▸ Your assignment: All lines in the records below with the word "caps" must be returned.
______
//! Shared type definitions for the Sightline known-list engine.
//!
//! This crate is the single source of truth for identifiers and small
//! value types used across the workspace.
//!
//! # Modules
//!
//! - [`ids`] -- Integer identifier newtypes for objects and regions
//! - [`enums`] -- Object kinds and AI intentions
//! - [`notification`] -- Outbound notifications emitted by the core

pub mod enums;
pub mod ids;
pub mod notification;

pub use enums::{Intention, ObjectKind};
pub use ids::{ObjectId, RegionId};
pub use notification::Notification;
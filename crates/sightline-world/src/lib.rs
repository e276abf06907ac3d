//! World objects, known lists, and the region partition for Sightline.
//!
//! This crate models the shared, continuously mutating world state the
//! core engine works on: objects with positions and liveness, the
//! per-object known list, and the grid of regions that partitions space.
//!
//! # Modules
//!
//! - [`error`] -- Error types for world operations.
//! - [`known_list`] -- [`KnownList`] and the [`KnownListHooks`] extension
//!   contract.
//! - [`object`] -- [`WorldObject`] and its AI state.
//! - [`partition`] -- The [`PartitionService`] seam consumed by the
//!   refresh scheduler.
//! - [`position`] -- World coordinates.
//! - [`region`] -- [`Region`]: one grid cell and its membership.
//! - [`grid`] -- [`WorldGrid`]: the fixed-size grid partition.

pub mod error;
pub mod grid;
pub mod known_list;
pub mod object;
pub mod partition;
pub mod position;
pub mod region;

mod sync;

pub use error::WorldError;
pub use grid::WorldGrid;
pub use known_list::{KnownList, KnownListHooks, NoHooks};
pub use object::{AiState, Assistant, AssistantKind, ObjectBuilder, ObjectTraits, WorldObject};
pub use partition::PartitionService;
pub use position::Position;
pub use region::Region;
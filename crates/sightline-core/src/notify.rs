//! The notification seam between the core and the outbound layer.
//!
//! The core never encodes or transmits anything itself. It hands a
//! [`Notification`] and its recipient to a [`Notifier`] and moves on;
//! delivery is fire-and-forget from the caller's point of view.

use sightline_types::{Notification, ObjectId};
use sightline_world::WorldObject;
use tokio::sync::mpsc;
use tracing::trace;

/// A notification paired with the object it is addressed to.
#[derive(Debug, Clone, Copy, PartialEq, Eq)]
pub struct Outbound {
    /// The receiving object.
    pub recipient: ObjectId,
    /// The message.
    pub notification: Notification,
}

/// Sink for notifications produced by the core.
///
/// Implementations must not block: they are called from the background
/// services while world state is being walked.
pub trait Notifier: Send + Sync + std::fmt::Debug {
    /// Deliver `notification` to `recipient`.
    fn notify(&self, recipient: &WorldObject, notification: Notification);
}

/// Discards every notification.
#[derive(Debug, Clone, Copy, Default)]
pub struct NullNotifier;

impl Notifier for NullNotifier {
    fn notify(&self, recipient: &WorldObject, notification: Notification) {
        trace!(recipient = %recipient.id(), ?notification, "notification dropped");
    }
}

/// Forwards notifications over an unbounded channel.
///
/// The receiving half is drained by whatever owns the outbound transport.
/// If the receiver is gone the notification is dropped.
#[derive(Debug, Clone)]
pub struct ChannelNotifier {
    /// Sending half of the outbound queue.
    sender: mpsc::UnboundedSender<Outbound>,
}

impl ChannelNotifier {
    /// Create a notifier and the receiver that drains it.
    pub fn new() -> (Self, mpsc::UnboundedReceiver<Outbound>) {
        let (sender, receiver) = mpsc::unbounded_channel();
        (Self { sender }, receiver)
    }
}

impl Notifier for ChannelNotifier {
    fn notify(&self, recipient: &WorldObject, notification: Notification) {
        let outbound = Outbound {
            recipient: recipient.id(),
            notification,
        };
        if self.sender.send(outbound).is_err() {
            trace!(recipient = %recipient.id(), "notification receiver closed");
        }
    }
}
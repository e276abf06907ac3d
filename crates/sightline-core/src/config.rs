//! Configuration loading and typed config structures for Sightline.
//!
//! The canonical configuration lives in `sightline-config.yaml` at the
//! project root. This module defines strongly-typed structs that mirror the
//! YAML structure, and provides a loader that reads and validates the file.
//! Every field has a default, so an empty file is a valid configuration.

use std::path::Path;
use std::time::Duration;

use serde::Deserialize;

/// Errors that can occur when loading configuration.
#[derive(Debug, thiserror::Error)]
pub enum ConfigError {
    /// Failed to read the configuration file from disk.
    #[error("failed to read config file: {source}")]
    Io {
        /// The underlying I/O error.
        #[from]
        source: std::io::Error,
    },

    /// Failed to parse YAML content.
    #[error("failed to parse config YAML: {source}")]
    Yaml {
        /// The underlying YAML parse error.
        source: serde_yml::Error,
    },

    /// A value parsed but is unusable.
    #[error("invalid configuration: {reason}")]
    Invalid {
        /// Explanation of what is wrong.
        reason: String,
    },
}

impl From<serde_yml::Error> for ConfigError {
    fn from(source: serde_yml::Error) -> Self {
        Self::Yaml { source }
    }
}

/// Top-level configuration.
///
/// Mirrors the structure of `sightline-config.yaml`.
#[derive(Debug, Clone, Default, PartialEq, Eq, Deserialize)]
pub struct SightlineConfig {
    /// Known-list refresh scheduler settings.
    #[serde(default)]
    pub refresh: RefreshConfig,

    /// Gameplay policy switches.
    #[serde(default)]
    pub policy: PolicyConfig,

    /// Attack-stance tracking settings.
    #[serde(default)]
    pub engagement: EngagementConfig,

    /// World partition and demo population.
    #[serde(default)]
    pub world: WorldConfig,

    /// Logging configuration.
    #[serde(default)]
    pub logging: LoggingConfig,

    /// Engine binary run settings.
    #[serde(default)]
    pub engine: EngineConfig,
}

impl SightlineConfig {
    /// Load configuration from a YAML file at the given path.
    ///
    /// The `SIGHTLINE_LOG` environment variable overrides `logging.level`.
    ///
    /// # Errors
    ///
    /// Returns [`ConfigError::Io`] if the file cannot be read,
    /// [`ConfigError::Yaml`] if the content is not valid YAML, or
    /// [`ConfigError::Invalid`] if a value is out of range.
    pub fn from_file(path: &Path) -> Result<Self, ConfigError> {
        let contents = std::fs::read_to_string(path)?;
        Self::parse(&contents)
    }

    /// Parse configuration from a YAML string.
    ///
    /// # Errors
    ///
    /// Returns [`ConfigError::Yaml`] if the string is not valid YAML, or
    /// [`ConfigError::Invalid`] if a value is out of range.
    pub fn parse(yaml: &str) -> Result<Self, ConfigError> {
        let mut config: Self = serde_yml::from_str(yaml)?;
        config.logging.apply_env_overrides();
        config.validate()?;
        Ok(config)
    }

    /// Reject values the services cannot run with.
    ///
    /// # Errors
    ///
    /// Returns [`ConfigError::Invalid`] naming the first offending field.
    pub fn validate(&self) -> Result<(), ConfigError> {
        let checks = [
            (self.refresh.interval_ms, "refresh.interval_ms"),
            (self.engagement.sweep_interval_ms, "engagement.sweep_interval_ms"),
            (self.engagement.stance_timeout_ms, "engagement.stance_timeout_ms"),
            (self.engine.activity_interval_ms, "engine.activity_interval_ms"),
            (u64::from(self.world.width), "world.width"),
            (u64::from(self.world.height), "world.height"),
            (u64::from(self.world.cell_size), "world.cell_size"),
        ];
        for (value, field) in checks {
            if value == 0 {
                return Err(ConfigError::Invalid {
                    reason: format!("{field} must be at least 1"),
                });
            }
        }
        Ok(())
    }
}

/// Known-list refresh scheduler settings.
#[derive(Debug, Clone, PartialEq, Eq, Deserialize)]
pub struct RefreshConfig {
    /// Milliseconds between refresh cycles.
    #[serde(default = "default_refresh_interval_ms")]
    pub interval_ms: u64,

    /// Number of ordinary cycles between two full-update cycles.
    #[serde(default = "default_full_update_period")]
    pub full_update_period: u32,
}

impl RefreshConfig {
    /// Refresh interval as a [`Duration`].
    pub const fn interval(&self) -> Duration {
        Duration::from_millis(self.interval_ms)
    }
}

impl Default for RefreshConfig {
    fn default() -> Self {
        Self {
            interval_ms: default_refresh_interval_ms(),
            full_update_period: default_full_update_period(),
        }
    }
}

/// Gameplay policy switches consulted by the core.
#[derive(Debug, Clone, Copy, Default, PartialEq, Eq, Deserialize)]
pub struct PolicyConfig {
    /// Guards engage aggressive monsters, not only hostile players.
    #[serde(default)]
    pub guard_attack_aggro_mob: bool,
}

/// Attack-stance tracking settings.
#[derive(Debug, Clone, PartialEq, Eq, Deserialize)]
pub struct EngagementConfig {
    /// Milliseconds between eviction sweeps.
    #[serde(default = "default_sweep_interval_ms")]
    pub sweep_interval_ms: u64,

    /// Milliseconds without a hostile action before the stance ends.
    #[serde(default = "default_stance_timeout_ms")]
    pub stance_timeout_ms: u64,
}

impl EngagementConfig {
    /// Sweep interval as a [`Duration`].
    pub const fn sweep_interval(&self) -> Duration {
        Duration::from_millis(self.sweep_interval_ms)
    }

    /// Stance timeout as a [`Duration`].
    pub const fn stance_timeout(&self) -> Duration {
        Duration::from_millis(self.stance_timeout_ms)
    }
}

impl Default for EngagementConfig {
    fn default() -> Self {
        Self {
            sweep_interval_ms: default_sweep_interval_ms(),
            stance_timeout_ms: default_stance_timeout_ms(),
        }
    }
}

/// World partition and demo population settings.
#[derive(Debug, Clone, PartialEq, Eq, Deserialize)]
pub struct WorldConfig {
    /// Grid cells along x.
    #[serde(default = "default_grid_width")]
    pub width: u32,

    /// Grid cells along y.
    #[serde(default = "default_grid_height")]
    pub height: u32,

    /// Side length of one cell in world units.
    #[serde(default = "default_cell_size")]
    pub cell_size: u32,

    /// Random seed for the demo population.
    #[serde(default = "default_seed")]
    pub seed: u64,

    /// Players to spawn.
    #[serde(default = "default_players")]
    pub players: u32,

    /// Guards to spawn.
    #[serde(default = "default_guards")]
    pub guards: u32,

    /// Monsters to spawn.
    #[serde(default = "default_monsters")]
    pub monsters: u32,

    /// Harmless NPCs to spawn.
    #[serde(default = "default_npcs")]
    pub npcs: u32,

    /// Ground items to spawn.
    #[serde(default = "default_items")]
    pub items: u32,
}

impl Default for WorldConfig {
    fn default() -> Self {
        Self {
            width: default_grid_width(),
            height: default_grid_height(),
            cell_size: default_cell_size(),
            seed: default_seed(),
            players: default_players(),
            guards: default_guards(),
            monsters: default_monsters(),
            npcs: default_npcs(),
            items: default_items(),
        }
    }
}

/// Logging configuration.
#[derive(Debug, Clone, PartialEq, Eq, Deserialize)]
pub struct LoggingConfig {
    /// Default `tracing` filter directive.
    #[serde(default = "default_log_level")]
    pub level: String,

    /// Emit JSON lines instead of human-readable output.
    #[serde(default)]
    pub json: bool,
}

impl LoggingConfig {
    /// Override the level with `SIGHTLINE_LOG` when set.
    pub fn apply_env_overrides(&mut self) {
        if let Ok(val) = std::env::var("SIGHTLINE_LOG") {
            self.level = val;
        }
    }
}

impl Default for LoggingConfig {
    fn default() -> Self {
        Self {
            level: default_log_level(),
            json: false,
        }
    }
}

/// Engine binary run settings.
#[derive(Debug, Clone, PartialEq, Eq, Deserialize)]
pub struct EngineConfig {
    /// Stop after this many seconds (0 = run until Ctrl-C).
    #[serde(default)]
    pub max_runtime_seconds: u64,

    /// Milliseconds between foreground activity steps.
    #[serde(default = "default_activity_interval_ms")]
    pub activity_interval_ms: u64,
}

impl Default for EngineConfig {
    fn default() -> Self {
        Self {
            max_runtime_seconds: 0,
            activity_interval_ms: default_activity_interval_ms(),
        }
    }
}

const fn default_refresh_interval_ms() -> u64 {
    750
}

const fn default_full_update_period() -> u32 {
    100
}

const fn default_sweep_interval_ms() -> u64 {
    1_000
}

const fn default_stance_timeout_ms() -> u64 {
    15_000
}

const fn default_grid_width() -> u32 {
    32
}

const fn default_grid_height() -> u32 {
    32
}

const fn default_cell_size() -> u32 {
    2_048
}

const fn default_seed() -> u64 {
    42
}

const fn default_players() -> u32 {
    20
}

const fn default_guards() -> u32 {
    30
}

const fn default_monsters() -> u32 {
    200
}

const fn default_npcs() -> u32 {
    100
}

const fn default_items() -> u32 {
    50
}

fn default_log_level() -> String {
    "info".to_owned()
}

const fn default_activity_interval_ms() -> u64 {
    500
}
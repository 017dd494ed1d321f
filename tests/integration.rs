use std::fs;
use std::path::{Path, PathBuf};
use std::process::Command;

use serde_json::Value;
use tempfile::TempDir;

fn fusion_binary() -> PathBuf {
    let mut path = std::env::current_exe().unwrap();
    path.pop(); // remove test binary name
    path.pop(); // remove deps/
    path.push("fusion");
    path
}

const ALPHA: &str = "# Alpha Document\n\nThis is the alpha document about Rust programming.\n\nIt covers cargo, crates, ownership, borrowing and lifetimes in depth.";

fn setup_test_env() -> (TempDir, PathBuf) {
    let tmp = TempDir::new().unwrap();
    let root = tmp.path().to_path_buf();

    let config_dir = root.join("config");
    fs::create_dir_all(&config_dir).unwrap();

    let files_dir = root.join("files");
    fs::create_dir_all(&files_dir).unwrap();
    fs::write(files_dir.join("alpha.md"), ALPHA).unwrap();
    fs::write(files_dir.join("alpha_copy.md"), ALPHA).unwrap();
    fs::write(
        files_dir.join("beta.md"),
        "# Beta Document\n\nThis document discusses Python and machine learning.\n\nDeep learning frameworks like PyTorch and JAX are compared on GPUs.",
    )
    .unwrap();
    fs::write(
        files_dir.join("gamma.txt"),
        "Gamma plain text file.\n\nContains notes about deployment and infrastructure.\n\nKubernetes, Docker and Terraform are mentioned here.",
    )
    .unwrap();
    fs::write(files_dir.join("empty.md"), "").unwrap();

    let config_content = format!(
        r#"[store]
knowledge_base = "{root}/data/knowledge_base.json"
filtered = "{root}/data/filtered_articles.json"
fetch_state = "{root}/data/fetch_state.json"
accounts = "{root}/data/account_cache.json"

[dedup]
threshold = 15

[enrichment]
provider = "disabled"

[connectors.filesystem.docs]
root = "{root}/files"
include_globs = ["**/*.md", "**/*.txt"]
"#,
        root = root.display()
    );

    let config_path = config_dir.join("fusion.toml");
    fs::write(&config_path, config_content).unwrap();

    (tmp, config_path)
}

fn run_fusion(config_path: &Path, args: &[&str]) -> (String, String, bool) {
    let binary = fusion_binary();
    let output = Command::new(&binary)
        .arg("--config")
        .arg(config_path.to_str().unwrap())
        .args(args)
        .env("RUST_LOG", "info_fusion=warn")
        .output()
        .unwrap_or_else(|e| panic!("Failed to run fusion binary at {:?}: {}", binary, e));

    let stdout = String::from_utf8_lossy(&output.stdout).to_string();
    let stderr = String::from_utf8_lossy(&output.stderr).to_string();
    (stdout, stderr, output.status.success())
}

fn data_file(tmp: &TempDir, name: &str) -> PathBuf {
    tmp.path().join("data").join(name)
}

fn read_array(path: &Path) -> Vec<Value> {
    let text = fs::read_to_string(path).unwrap();
    match serde_json::from_str::<Value>(&text).unwrap() {
        Value::Array(items) => items,
        other => panic!("expected array, got {}", other),
    }
}

#[test]
fn test_run_filters_and_stores() {
    let (tmp, config_path) = setup_test_env();

    let (stdout, stderr, success) = run_fusion(&config_path, &["run", "--progress", "off"]);
    assert!(success, "run failed: {}", stderr);
    assert!(stdout.contains("source filesystem:docs: 5 articles"), "{}", stdout);
    assert!(stdout.contains("unique: 3"), "{}", stdout);
    assert!(
        stdout.contains("filtered: 2 (empty 1, unreadable 0, near-duplicate 1)"),
        "{}",
        stdout
    );
    assert!(stdout.contains("knowledge base: 3 records"), "{}", stdout);
    assert!(stdout.trim_end().ends_with("ok"));

    let records = read_array(&data_file(&tmp, "knowledge_base.json"));
    let slugs: Vec<&str> = records.iter().filter_map(|r| r["slug"].as_str()).collect();
    assert_eq!(slugs, vec!["docs/alpha.md", "docs/beta.md", "docs/gamma.txt"]);
    assert!(records.iter().all(|r| r.get("llm_status").is_none()));

    let filtered = read_array(&data_file(&tmp, "filtered_articles.json"));
    assert_eq!(filtered.len(), 2);
    let near = filtered
        .iter()
        .find(|f| f["filter_reason"] == "near-duplicate")
        .unwrap();
    assert_eq!(near["slug"], "docs/alpha_copy.md");
    assert_eq!(near["duplicate_of"]["key"], "docs/alpha.md");
    assert_eq!(near["duplicate_of"]["distance"], 0);
    assert!(filtered.iter().any(|f| f["filter_reason"] == "empty-content"));
}

#[test]
fn test_second_run_is_idempotent() {
    let (tmp, config_path) = setup_test_env();
    let kb = data_file(&tmp, "knowledge_base.json");

    let (_, stderr, success) = run_fusion(&config_path, &["run", "--progress", "off"]);
    assert!(success, "first run failed: {}", stderr);
    let first = fs::read(&kb).unwrap();

    let (stdout, stderr, success) = run_fusion(&config_path, &["run", "--progress", "off"]);
    assert!(success, "second run failed: {}", stderr);
    assert!(stdout.contains("reused: 3"), "{}", stdout);
    assert!(stdout.contains("needs enrichment: 0"), "{}", stdout);

    assert_eq!(first, fs::read(&kb).unwrap());
}

#[test]
fn test_dry_run_writes_nothing() {
    let (tmp, config_path) = setup_test_env();

    let (stdout, stderr, success) =
        run_fusion(&config_path, &["run", "--dry-run", "--progress", "off"]);
    assert!(success, "dry run failed: {}", stderr);
    assert!(stdout.starts_with("run (dry-run)"), "{}", stdout);
    assert!(stdout.contains("needs enrichment: 3"), "{}", stdout);
    assert!(!data_file(&tmp, "knowledge_base.json").exists());
    assert!(!data_file(&tmp, "filtered_articles.json").exists());
}

#[test]
fn test_removed_file_is_carried_forward() {
    let (tmp, config_path) = setup_test_env();
    let (_, stderr, success) = run_fusion(&config_path, &["run", "--progress", "off"]);
    assert!(success, "{}", stderr);

    fs::remove_file(tmp.path().join("files/gamma.txt")).unwrap();
    let (stdout, stderr, success) = run_fusion(&config_path, &["run", "--progress", "off"]);
    assert!(success, "{}", stderr);
    assert!(stdout.contains("carried forward: 1"), "{}", stdout);

    let records = read_array(&data_file(&tmp, "knowledge_base.json"));
    assert_eq!(records.len(), 3);
}

#[test]
fn test_read_commands() {
    let (_tmp, config_path) = setup_test_env();
    let (_, stderr, success) = run_fusion(&config_path, &["run", "--progress", "off"]);
    assert!(success, "{}", stderr);

    let (stdout, _, success) = run_fusion(&config_path, &["list"]);
    assert!(success);
    assert!(stdout.contains("3 of 3 records"), "{}", stdout);

    let (stdout, _, success) = run_fusion(&config_path, &["search", "kubernetes"]);
    assert!(success);
    assert!(stdout.contains("gamma.txt"), "{}", stdout);
    assert!(!stdout.contains("Alpha Document"), "{}", stdout);

    let (stdout, _, success) = run_fusion(&config_path, &["search", "no-such-term-anywhere"]);
    assert!(success);
    assert!(stdout.contains("No results."));

    let (stdout, stderr, success) = run_fusion(&config_path, &["get", "docs/alpha.md"]);
    assert!(success, "{}", stderr);
    assert!(stdout.contains("title:        Alpha Document"), "{}", stdout);
    assert!(stdout.contains("enrichment:   not enriched"), "{}", stdout);

    let (_, _, success) = run_fusion(&config_path, &["get", "docs/missing.md"]);
    assert!(!success);

    let (stdout, _, success) = run_fusion(&config_path, &["stats"]);
    assert!(success);
    assert!(stdout.contains("Records:     3"), "{}", stdout);
    assert!(stdout.contains("Filtered:    2"), "{}", stdout);
}

#[test]
fn test_sources_reports_health() {
    let (_tmp, config_path) = setup_test_env();
    let (stdout, _, success) = run_fusion(&config_path, &["sources"]);
    assert!(success);
    assert!(stdout.contains("filesystem:docs"));
    assert!(stdout.contains("OK"));
}

#[test]
fn test_fingerprint_command() {
    let (tmp, config_path) = setup_test_env();
    let alpha = tmp.path().join("files/alpha.md");
    let copy = tmp.path().join("files/alpha_copy.md");

    let (stdout, stderr, success) = run_fusion(
        &config_path,
        &["fingerprint", alpha.to_str().unwrap(), copy.to_str().unwrap()],
    );
    assert!(success, "{}", stderr);
    assert!(stdout.contains("fingerprint: "));
    assert!(stdout.contains("distance: 0 (threshold 15, near-duplicate)"), "{}", stdout);
}

#[test]
fn test_missing_config_fails() {
    let tmp = TempDir::new().unwrap();
    let (_, stderr, success) = run_fusion(&tmp.path().join("nope.toml"), &["run"]);
    assert!(!success);
    assert!(stderr.contains("Failed to read config file"), "{}", stderr);
}
//! 128-bit SimHash content fingerprints.
//!
//! # Pipeline
//!
//! ```text
//! text ─► lowercase ─► strip non letter/digit ─► split runs
//!      ─► CJK runs: dictionary segmentation (jieba, pinned vocabulary)
//!         other runs: whitespace tokens
//!      ─► drop 1-char tokens and stop words ─► synonym map
//!      ─► token frequencies ─► weighted SimHash over MD5(token)
//! ```
//!
//! Each distinct token contributes its MD5 digest, read as a big-endian
//! `u128`, weighted by its frequency: `+freq` to every bit position that is
//! set and `-freq` to every position that is clear. Bit *i* of the result
//! is set when the running total at *i* is positive. An empty token list
//! yields [`Fingerprint::EMPTY`].
//!
//! Nothing here depends on time or randomness, so unchanged content always
//! fingerprints identically.

use std::collections::{BTreeMap, HashMap, HashSet};
use std::fmt;

use jieba_rs::Jieba;
use once_cell::sync::Lazy;
use regex::Regex;

use crate::config::DedupConfig;
use crate::error::FingerprintError;

static NON_WORD: Lazy<Regex> = Lazy::new(|| Regex::new(r"[^\p{L}\p{N}]+").expect("valid regex"));
static HAN_RUNS: Lazy<Regex> = Lazy::new(|| Regex::new(r"(\p{Han}+)|[^\p{Han}]+").expect("valid regex"));

/// Domain terms the segmenter must never split.
const PINNED_VOCABULARY: &[&str] = &[
    "人工智能",
    "机器学习",
    "深度学习",
    "大模型",
    "大语言模型",
    "图灵测试",
    "神经科学",
    "知识库",
    "公众号",
    "语雀",
    "自然语言处理",
];

const STOP_WORDS: &[&str] = &[
    "我们", "你们", "他们", "这个", "那个", "一个", "以及", "因为", "所以", "但是", "而且",
    "如果", "就是", "可以", "没有", "什么", "进行", "通过", "对于", "关于", "其中", "已经",
    "还是", "或者", "然后", "这些", "那些", "自己", "这样", "the", "and", "for", "with",
    "this", "that", "are", "was", "from", "into", "have", "has", "not", "but",
];

const SYNONYMS: &[(&str, &str)] = &[
    ("ai", "人工智能"),
    ("llm", "大语言模型"),
    ("llms", "大语言模型"),
    ("大模型", "大语言模型"),
    ("ml", "机器学习"),
    ("nlp", "自然语言处理"),
];

/// A 128-bit similarity-preserving signature.
#[derive(Debug, Clone, Copy, PartialEq, Eq, Hash, Default)]
pub struct Fingerprint(pub u128);

impl Fingerprint {
    /// Fingerprint of content with no usable tokens.
    pub const EMPTY: Fingerprint = Fingerprint(0);

    /// Hamming distance: number of differing bits.
    pub fn distance(&self, other: &Fingerprint) -> u32 {
        (self.0 ^ other.0).count_ones()
    }
}

impl fmt::Display for Fingerprint {
    fn fmt(&self, f: &mut fmt::Formatter<'_>) -> fmt::Result {
        write!(f, "{:032x}", self.0)
    }
}

/// Tokenizer plus SimHash, configured once per run.
///
/// Building the segmenter loads its dictionary, so construct one
/// `Fingerprinter` and reuse it for the whole batch.
pub struct Fingerprinter {
    segmenter: Jieba,
    stop_words: HashSet<String>,
    synonyms: HashMap<String, String>,
}

impl Fingerprinter {
    pub fn new(config: &DedupConfig) -> Self {
        let mut segmenter = Jieba::new();
        for word in PINNED_VOCABULARY
            .iter()
            .copied()
            .chain(config.extra_vocabulary.iter().map(String::as_str))
        {
            segmenter.add_word(word, None, None);
        }

        let stop_words = STOP_WORDS
            .iter()
            .map(|w| w.to_string())
            .chain(config.extra_stop_words.iter().map(|w| w.to_lowercase()))
            .collect();

        let mut synonyms: HashMap<String, String> = SYNONYMS
            .iter()
            .map(|(from, to)| (from.to_string(), to.to_string()))
            .collect();
        for (from, to) in &config.synonyms {
            synonyms.insert(from.to_lowercase(), to.clone());
        }

        Self {
            segmenter,
            stop_words,
            synonyms,
        }
    }

    /// Split text into normalized semantic tokens, in text order.
    pub fn tokenize(&self, text: &str) -> Vec<String> {
        let lowered = text.to_lowercase();
        let cleaned = NON_WORD.replace_all(&lowered, " ");

        let mut tokens = Vec::new();
        for chunk in cleaned.split_whitespace() {
            for caps in HAN_RUNS.captures_iter(chunk) {
                match caps.get(1) {
                    Some(han) => tokens.extend(
                        self.segmenter
                            .cut(han.as_str(), false)
                            .into_iter()
                            .map(str::to_string),
                    ),
                    None => tokens.push(caps[0].to_string()),
                }
            }
        }

        tokens
            .into_iter()
            .filter(|t| t.chars().count() > 1 && !self.stop_words.contains(t))
            .map(|t| self.synonyms.get(&t).cloned().unwrap_or(t))
            .collect()
    }

    /// Fingerprint a piece of text.
    ///
    /// Fails only when the text carries NUL bytes (binary data decoded as text).
    pub fn fingerprint(&self, text: &str) -> Result<Fingerprint, FingerprintError> {
        let nul_bytes = text.bytes().filter(|b| *b == 0).count();
        if nul_bytes > 0 {
            return Err(FingerprintError::NotText { nul_bytes });
        }
        Ok(simhash(&self.tokenize(text)))
    }
}

impl Default for Fingerprinter {
    fn default() -> Self {
        Self::new(&DedupConfig::default())
    }
}

/// Frequency-weighted SimHash of a token list.
pub fn simhash(tokens: &[String]) -> Fingerprint {
    if tokens.is_empty() {
        return Fingerprint::EMPTY;
    }

    let mut frequencies: BTreeMap<&str, i64> = BTreeMap::new();
    for token in tokens {
        *frequencies.entry(token.as_str()).or_default() += 1;
    }

    let mut totals = [0i64; 128];
    for (token, weight) in frequencies {
        let hash = u128::from_be_bytes(md5::compute(token.as_bytes()).0);
        for (bit, total) in totals.iter_mut().enumerate() {
            if (hash >> bit) & 1 == 1 {
                *total += weight;
            } else {
                *total -= weight;
            }
        }
    }

    let value = totals
        .iter()
        .enumerate()
        .filter(|(_, total)| **total > 0)
        .fold(0u128, |acc, (bit, _)| acc | (1u128 << bit));
    Fingerprint(value)
}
______
▸ Solution to this task:
            for caps in HAN_RUNS.captures_iter(chunk) {
                match caps.get(1) {
                    None => tokens.push(caps[0].to_string()),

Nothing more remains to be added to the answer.